* _Extracted data_:
----

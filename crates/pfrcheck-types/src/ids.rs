//! Stable identifiers for the tool, rule file keys, and outcome codes.

pub const TOOL_NAME: &str = "pfrcheck";

// Rule file keys
pub const KEY_REQ_ID: &str = "req_id";
pub const KEY_DESC: &str = "desc";
pub const KEY_MSG: &str = "msg";
pub const KEY_COND: &str = "cond";

pub const RULE_KEYS: [&str; 4] = [KEY_REQ_ID, KEY_DESC, KEY_MSG, KEY_COND];

/// Placeholder condition used by rule authors for "not yet enforced".
pub const DISABLED_CONDITION: &str = "0 != 0";

// Codes: violation records
pub const CODE_RULE_VIOLATED: &str = "rule_violated";

// Codes: errored outcomes
pub const CODE_CONDITION_SYNTAX: &str = "condition_syntax";
pub const CODE_CONDITION_TYPE: &str = "condition_type";
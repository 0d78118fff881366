//! Pure rule evaluation (no IO).
//!
//! Input: compiled rules plus an evaluation context constructed elsewhere.
//! Output: violations + per-rule outcomes + verdict + summary data.

#![forbid(unsafe_code)]

pub mod context;
pub mod policy;
pub mod report;

mod engine;
mod fingerprint;

#[cfg(test)]
mod proptest;
#[cfg(test)]
mod test_support;

pub use context::MapContext;
pub use engine::{evaluate, run};
pub use fingerprint::fingerprint_for_violation;
use anyhow::Context;
use camino::Utf8Path;
use pfrcheck_types::{ReportEnvelope, SCHEMA_REPORT_V1};

pub fn serialize_report(report: &ReportEnvelope) -> anyhow::Result<Vec<u8>> {
    serde_json::to_vec_pretty(report).context("serialize report")
}

/// Parse a report previously written by [`write_report`].
pub fn parse_report_json(text: &str) -> anyhow::Result<ReportEnvelope> {
    let report: ReportEnvelope = serde_json::from_str(text).context("parse report json")?;
    if report.schema != SCHEMA_REPORT_V1 {
        anyhow::bail!("unknown report schema: {}", report.schema);
    }
    Ok(report)
}

/// Write the report as pretty JSON, creating parent directories.
pub fn write_report(path: &Utf8Path, report: &ReportEnvelope) -> anyhow::Result<()> {
    if let Some(parent) = path.parent()
        && !parent.as_str().is_empty()
    {
        std::fs::create_dir_all(parent).with_context(|| format!("create {parent}"))?;
    }
    let mut bytes = serialize_report(report)?;
    bytes.push(b'\n');
    std::fs::write(path, bytes).with_context(|| format!("write report {path}"))
}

----

Within the material above, copy exactly the lines from the line that holds "if let Some(parent) = path.parent()" up to and including the line that holds "bytes.push(b'\n');".

* _Solution to the exercise_:
    if let Some(parent) = path.parent()
        && !parent.as_str().is_empty()
    {
        std::fs::create_dir_all(parent).with_context(|| format!("create {parent}"))?;
    }
    let mut bytes = serialize_report(report)?;
    bytes.push(b'\n');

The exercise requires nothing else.